Akıllı makina üreticileri bu duruma düşmemek için sensörün önüne, aydınger kağıt misali, hafif bulanık bir filtre koyarlar, "anti aliasing filter" denen. Bu filtre, aynen dijital ses kayıt cihazlarında olduğu gibi esas olarak "low pass filter"dır, yani ANALOG REZOLÜSYONU DÜŞÜRÜR.
Şimdi gelelim forumun bu konusuyla ilgili bölüme:
Görüldüğü gibi aslında sensörün üzerine düşen görüntü değil 12MP, 6MP'nin bile çok altında bilgi ihtiva etmektedir. Haybeye hafızalarda, harddisklerde boşuna yer kaplayacak RAW formata takılıp , bu işe yaramaz pazarlama oyunlarına kanmaktan başka birşey değildir.
Antika sana 2 konuda muhalifim.
İlki fujinin sensörü konusunda. Ben fuji like kameraların ve aslında tüm kompaktların diğerlerinden üstün olmadığını düşünüyorum . İso konusunda çok abartılıyorlar. 1600 iso filan DSLR leri hatta FF DSLR leri bile zorlayan bir kavramken fujinin mercimek kadar sensörünün çok temiz foto verdiği laf yalnızca bence. Açıkçası iso200 de bile kullanmam hiç birini.
Üstelik optikleri de rakip firmalarınki kadar iyi değil.
Sensör konusunda son söz biliyorsun fujinin DSLR si de var, ve bu DSLR D200 güvde üzerine ina ediliyor. Fuji kendi sensörünü kullanıyor bu DSLR de .
Ve açıkçası bu sensörün DR haricinde hiç bir konuda D200 e üstünlüğü yok . Yani fujinin sensörü konusunda aşmış bir firma olduğu görüşüne asla katılmıyorum .
İkinci konu RAW konusu . kesinlikle katılmıyorum ben bu konuda yazdıklarına . Ben fark görüyorum ki aslında görmemek zor. A100 de RAW-JPEG farkı fazlaydı mesela . 40D de o kadar fazla değil , ama fark var yine de.
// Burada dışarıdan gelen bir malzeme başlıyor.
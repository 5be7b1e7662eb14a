use serde::{Deserialize, Serialize};

/// Event a view dispatches into the externally owned quiz state.
///
/// Views never mutate state themselves. They call the dispatch capability
/// they were handed exactly once per activation, and the state container
/// decides what the event means.
///
/// The serialized form is internally tagged so a dispatched event reads as
/// `{"type":"restart"}` or `{"type":"nextQuestion"}` on the wire.
#[derive(Debug, Clone, Copy, PartialEq, Eq, Serialize, Deserialize)]
#[serde(tag = "type", rename_all = "camelCase")]
pub enum QuizEvent {
    /// Start a fresh run. The highscore survives.
    Restart,
    /// Move past the current question, finishing the run after the last one.
    NextQuestion,
}

impl QuizEvent {
    /// Literal tag carried by the serialized event.
    #[must_use]
    pub fn tag(self) -> &'static str {
        match self {
            QuizEvent::Restart => "restart",
            QuizEvent::NextQuestion => "nextQuestion",
        }
    }
}

// ─── Tests ─────────────────────────────────────────────────────────────────────
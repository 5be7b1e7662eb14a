use dioxus::prelude::*;

use quiz_core::model::{AnswerId, QuizEvent};

#[cfg(test)]
use std::cell::RefCell;
#[cfg(test)]
use std::rc::Rc;

#[component]
pub fn AdvanceControlView(answer: Option<AnswerId>, on_event: EventHandler<QuizEvent>) -> Element {
    // Hooks run on every render, including the unanswered one.
    let on_advance = use_callback(move |()| on_event.call(QuizEvent::NextQuestion));

    #[cfg(test)]
    {
        let mut registered = use_signal(|| false);
        if answer.is_some() && !registered() {
            registered.set(true);
            if let Some(handles) = try_consume_context::<AdvanceTestHandles>() {
                handles.register(on_advance);
            }
        }
    }

    // No answer picked yet means no way forward.
    if answer.is_none() {
        return rsx! {};
    }

    rsx! {
        button {
            class: "btn btn-ui",
            onclick: move |_| on_advance.call(()),
            "Next"
        }
    }
}

#[cfg(test)]
#[derive(Clone, Default)]
pub(crate) struct AdvanceTestHandles {
    advance: Rc<RefCell<Option<Callback<()>>>>,
}

#[cfg(test)]
impl AdvanceTestHandles {
    pub(crate) fn register(&self, advance: Callback<()>) {
        *self.advance.borrow_mut() = Some(advance);
    }

    pub(crate) fn advance(&self) -> Callback<()> {
        (*self.advance.borrow()).expect("advance control registered")
    }

    pub(crate) fn try_advance(&self) -> Option<Callback<()>> {
        *self.advance.borrow()
    }
}
pub mod model;
use dioxus::prelude::*;

use quiz_core::model::{QuizEvent, ScoreSummary};

#[cfg(test)]
use std::cell::RefCell;
#[cfg(test)]
use std::rc::Rc;

#[component]
pub fn ScoreSummaryView(summary: ScoreSummary, on_event: EventHandler<QuizEvent>) -> Element {
    let on_restart = use_callback(move |()| on_event.call(QuizEvent::Restart));

    #[cfg(test)]
    {
        let mut registered = use_signal(|| false);
        if !registered() {
            registered.set(true);
            if let Some(handles) = try_consume_context::<ScoreSummaryTestHandles>() {
                handles.register(on_restart);
            }
        }
    }

    let points = summary.points();
    let max_possible_points = summary.max_possible_points();
    let highscore = summary.highscore();
    let percentage = summary.percentage();
    let emoji = summary.tier().emoji();

    rsx! {
        p { class: "result",
            span { "🎉 Congratulation! " }
            br {}
            span { "{emoji} " }
            "You scored "
            strong { "{points}" }
            " out of "
            strong { "{max_possible_points}" }
            " ({percentage}%)"
        }
        p { class: "highscore", "(Highscore: {highscore} points)" }

        button {
            class: "btn btn-ui",
            onclick: move |_| on_restart.call(()),
            "Restart Quiz"
        }
    }
}

#[cfg(test)]
#[derive(Clone, Default)]
pub(crate) struct ScoreSummaryTestHandles {
    restart: Rc<RefCell<Option<Callback<()>>>>,
}

#[cfg(test)]
impl ScoreSummaryTestHandles {
    pub(crate) fn register(&self, restart: Callback<()>) {
        *self.restart.borrow_mut() = Some(restart);
    }

    pub(crate) fn restart(&self) -> Callback<()> {
        (*self.restart.borrow()).expect("restart control registered")
    }
}
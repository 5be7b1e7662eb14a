mod advance;
mod score_summary;
mod shell;

#[cfg(test)]
mod test_harness;

pub use advance::AdvanceControlView;
pub use score_summary::ScoreSummaryView;
pub use shell::QuizShell;
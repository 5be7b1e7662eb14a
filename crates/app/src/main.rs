use std::fmt;

use dioxus::LaunchBuilder;
use dioxus::desktop::{Config as DesktopConfig, WindowBuilder};
use quiz_core::model::{QuizConfig, QuizConfigError};
use ui::App;

const DEFAULT_QUESTIONS: u32 = 15;
const DEFAULT_POINTS_PER_QUESTION: u32 = 10;

#[derive(Debug)]
enum ArgsError {
    MissingValue { flag: &'static str },
    UnknownArg(String),
    InvalidQuestions { raw: String },
    InvalidPoints { raw: String },
    InvalidConfig(QuizConfigError),
}

impl fmt::Display for ArgsError {
    fn fmt(&self, f: &mut fmt::Formatter<'_>) -> fmt::Result {
        match self {
            ArgsError::MissingValue { flag } => write!(f, "{flag} requires a value"),
            ArgsError::UnknownArg(arg) => write!(f, "unknown argument: {arg}"),
            ArgsError::InvalidQuestions { raw } => write!(f, "invalid --questions value: {raw}"),
            ArgsError::InvalidPoints { raw } => write!(f, "invalid --points value: {raw}"),
            ArgsError::InvalidConfig(err) => write!(f, "{err}"),
        }
    }
}

impl std::error::Error for ArgsError {}

fn require_value(
    args: &mut impl Iterator<Item = String>,
    flag: &'static str,
) -> Result<String, ArgsError> {
    args.next().ok_or(ArgsError::MissingValue { flag })
}

fn print_usage() {
    eprintln!("Usage:");
    eprintln!("  cargo run -p app -- [--questions <n>] [--points <n>]");
    eprintln!();
    eprintln!("Defaults:");
    eprintln!("  --questions {DEFAULT_QUESTIONS}");
    eprintln!("  --points {DEFAULT_POINTS_PER_QUESTION}   # points per question");
    eprintln!();
    eprintln!("Environment:");
    eprintln!("  QUIZ_QUESTIONS, QUIZ_POINTS");
}

// Malformed environment values fall back to the defaults; the flags are the
// strict surface.
fn env_count(name: &str) -> Option<u32> {
    std::env::var(name)
        .ok()
        .and_then(|value| value.trim().parse().ok())
}

fn parse_config(args: &mut impl Iterator<Item = String>) -> Result<QuizConfig, ArgsError> {
    let mut questions = env_count("QUIZ_QUESTIONS").unwrap_or(DEFAULT_QUESTIONS);
    let mut points_per_question = env_count("QUIZ_POINTS").unwrap_or(DEFAULT_POINTS_PER_QUESTION);

    while let Some(arg) = args.next() {
        match arg.as_str() {
            "--questions" => {
                let value = require_value(args, "--questions")?;
                questions = value
                    .parse()
                    .map_err(|_| ArgsError::InvalidQuestions { raw: value.clone() })?;
            }
            "--points" => {
                let value = require_value(args, "--points")?;
                points_per_question = value
                    .parse()
                    .map_err(|_| ArgsError::InvalidPoints { raw: value.clone() })?;
            }
            "--help" | "-h" => {
                print_usage();
                std::process::exit(0);
            }
            _ => return Err(ArgsError::UnknownArg(arg)),
        }
    }

    QuizConfig::new(questions, points_per_question).map_err(ArgsError::InvalidConfig)
}

fn main() {
    let mut args = std::env::args().skip(1);
    let config = match parse_config(&mut args) {
        Ok(config) => config,
        Err(err) => {
            eprintln!("{err}");
            print_usage();
            std::process::exit(2);
        }
    };

    // Some macOS dev setups leave tao windows always-on-top; pin it off.
    let desktop_cfg = DesktopConfig::new().with_window(
        WindowBuilder::new()
            .with_title("Quiz")
            .with_always_on_top(false),
    );

    LaunchBuilder::desktop()
        .with_cfg(desktop_cfg)
        .with_context(config)
        .launch(App);
}
pub mod app;
pub mod views;

pub use app::App;
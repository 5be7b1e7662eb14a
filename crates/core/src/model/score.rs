use thiserror::Error;

use crate::model::ScoreTier;

#[derive(Debug, Error, Clone, PartialEq, Eq)]
#[non_exhaustive]
pub enum ScoreSummaryError {
    #[error("max possible points must be greater than zero")]
    ZeroMaxPoints,

    #[error("points ({points}) exceed max possible points ({max})")]
    PointsExceedMax { points: u32, max: u32 },
}

/// Final score of a completed quiz run, as shown on the finish screen.
#[derive(Debug, Clone, PartialEq, Eq)]
pub struct ScoreSummary {
    points: u32,
    max_possible_points: u32,
    highscore: u32,
}

impl ScoreSummary {
    /// Builds a summary, rejecting shapes that would break the percentage math.
    ///
    /// # Errors
    ///
    /// Returns `ScoreSummaryError::ZeroMaxPoints` if `max_possible_points` is zero.
    /// Returns `ScoreSummaryError::PointsExceedMax` if `points` exceeds the maximum.
    pub fn new(
        points: u32,
        max_possible_points: u32,
        highscore: u32,
    ) -> Result<Self, ScoreSummaryError> {
        if max_possible_points == 0 {
            return Err(ScoreSummaryError::ZeroMaxPoints);
        }
        if points > max_possible_points {
            return Err(ScoreSummaryError::PointsExceedMax {
                points,
                max: max_possible_points,
            });
        }

        Ok(Self {
            points,
            max_possible_points,
            highscore,
        })
    }

    #[must_use]
    pub fn points(&self) -> u32 {
        self.points
    }

    #[must_use]
    pub fn max_possible_points(&self) -> u32 {
        self.max_possible_points
    }

    #[must_use]
    pub fn highscore(&self) -> u32 {
        self.highscore
    }

    /// Score as a whole percentage of the maximum, rounded up.
    ///
    /// Any nonzero score reads as at least 1%.
    #[must_use]
    pub fn percentage(&self) -> u32 {
        let scaled = u64::from(self.points) * 100;
        let percentage = scaled.div_ceil(u64::from(self.max_possible_points));
        // points <= max_possible_points holds by construction, so this fits 0..=100.
        percentage as u32
    }

    /// Performance band for this score.
    #[must_use]
    pub fn tier(&self) -> ScoreTier {
        ScoreTier::from_percentage(self.percentage())
    }
}
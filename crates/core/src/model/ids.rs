use std::fmt;

/// Unique identifier for an answer option
///
/// Option zero is a real selection. "No answer yet" is expressed as
/// `Option::<AnswerId>::None`, never as a sentinel value.
#[derive(Clone, Copy, PartialEq, Eq, Hash, PartialOrd, Ord)]
pub struct AnswerId(u64);

impl AnswerId {
    /// Creates a new `AnswerId`
    #[must_use]
    pub fn new(id: u64) -> Self {
        Self(id)
    }

    /// Returns the underlying u64 value
    #[must_use]
    pub fn value(&self) -> u64 {
        self.0
    }
}

impl fmt::Debug for AnswerId {
    fn fmt(&self, f: &mut fmt::Formatter<'_>) -> fmt::Result {
        write!(f, "AnswerId({})", self.0)
    }
}

impl fmt::Display for AnswerId {
    fn fmt(&self, f: &mut fmt::Formatter<'_>) -> fmt::Result {
        write!(f, "{}", self.0)
    }
}

// ─── Tests ─────────────────────────────────────────────────────────────────────
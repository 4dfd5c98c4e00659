use reqwest::Client;
use std::io::{self, Write};

use crate::common::{failure, line, success, LOGIN_URL, START_HINT};
use crate::data::{render, LoginOutcome, LoginRequest, ResponseBody};
use crate::error::NetworkError;

/// One login attempt against a single endpoint.
#[derive(Debug, Clone)]
pub struct Probe {
    url: String,
}

impl Default for Probe {
    fn default() -> Self {
        Self::new(LOGIN_URL)
    }
}

impl Probe {
    pub fn new(url: impl Into<String>) -> Self {
        Self { url: url.into() }
    }

    /// Sends the request and classifies what happened. Never fails: every
    /// transport error is folded into the outcome.
    #[tracing::instrument(skip_all, fields(url = %self.url))]
    pub async fn send(&self, request: &LoginRequest) -> LoginOutcome {
        let client = match Client::builder().build() {
            Ok(client) => client,
            Err(err) => return NetworkError::classify(&err).into(),
        };

        tracing::debug!("Requesting...");

        let response = match client.post(&self.url).json(request).send().await {
            Ok(response) => response,
            Err(err) => {
                tracing::debug!(?err, "request failed");
                return NetworkError::classify(&err).into();
            }
        };

        let status = response.status();
        tracing::debug!(%status, "response received");

        match response.text().await {
            Ok(body) => LoginOutcome::from_response(status, ResponseBody::new(body)),
            Err(err) => {
                tracing::debug!(?err, %status, "failed to read response body");
                NetworkError::NoResponse {
                    detail: err.to_string(),
                }
                .into()
            }
        }
    }

    /// Announces, sends and reports. `out` gets progress and results, `err`
    /// gets the failure banner and transport problems.
    pub async fn run_with(&self, out: &mut impl Write, err: &mut impl Write) -> LoginOutcome {
        let request = LoginRequest::fixed();
        announce(&self.url, &request, out);
        let outcome = self.send(&request).await;
        report(&outcome, out, err);
        outcome
    }
}

pub fn announce(url: &str, request: &LoginRequest, out: &mut impl Write) {
    let body = serde_json::to_string(request).unwrap_or_default();
    line(out, "🔄 Testing login API endpoint...\n");
    line(out, &format!("📤 Sending request to: {}", url));
    line(out, &format!("📦 Request body: {}", body));
    line(out, "");
}

pub fn report(outcome: &LoginOutcome, out: &mut impl Write, err: &mut impl Write) {
    match outcome {
        LoginOutcome::Success(summary) => {
            success(out);
            let summary = serde_json::to_string_pretty(summary).unwrap_or_default();
            line(out, &format!("📥 Response: {}", summary));
        }
        LoginOutcome::ServerError { status, message } => {
            failure(err);
            line(out, &format!("Status: {}", status));
            line(out, &format!("Error message: {}", render(message)));
        }
        LoginOutcome::NetworkError(NetworkError::NoResponse { .. }) => {
            failure(err);
            line(err, "❌ No response from server. Is the server running?");
            line(err, START_HINT);
        }
        LoginOutcome::NetworkError(NetworkError::NotSent { detail }) => {
            failure(err);
            line(err, &format!("Error: {}", detail));
        }
    }
}

/// Probes the local auth API once and prints the result to the console.
pub async fn run() {
    Probe::default()
        .run_with(&mut io::stdout(), &mut io::stderr())
        .await;
}
use clap::Command;
use dotenv::dotenv;
use tracing_subscriber::{layer::SubscriberExt, util::SubscriberInitExt};

fn cli() -> Command {
    Command::new("login-probe")
        .about("Send one login request to the local auth API and print what came back")
        .version(env!("CARGO_PKG_VERSION"))
}

#[tokio::main]
async fn main() {
    // Only used for RUST_LOG, the probe itself takes no configuration.
    dotenv().ok();

    tracing_subscriber::registry()
        .with(
            tracing_subscriber::EnvFilter::try_from_default_env()
                .unwrap_or_else(|_| "login_probe=warn".into()),
        )
        .with(tracing_subscriber::fmt::layer().with_writer(std::io::stderr))
        .init();

    cli().get_matches();

    login_probe::run().await;
}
Ve A700 ,d300 gibi ileri seviye kameralarda bile açık seçik belli oluyor fark. K10d gibi kameralarda RAW-Jpeg farkı çok çok fazla .
Giriş düzeyi DSLR lerde ise çok fark var. 2000 dolardan pahalı DSLR lerde de fark var, ama onların jpegleri daha iyi giriş düzeyi dslr lere göre. Sanırım foto muhabir gibi hızlı çalışmak zorunda olanlar için böyle olmak zorunda.
Üstelik çekim esnasında yapılan bazı hatalar ,örneğin pozlama, RAW la eksiksiz telafi edilebiliyor.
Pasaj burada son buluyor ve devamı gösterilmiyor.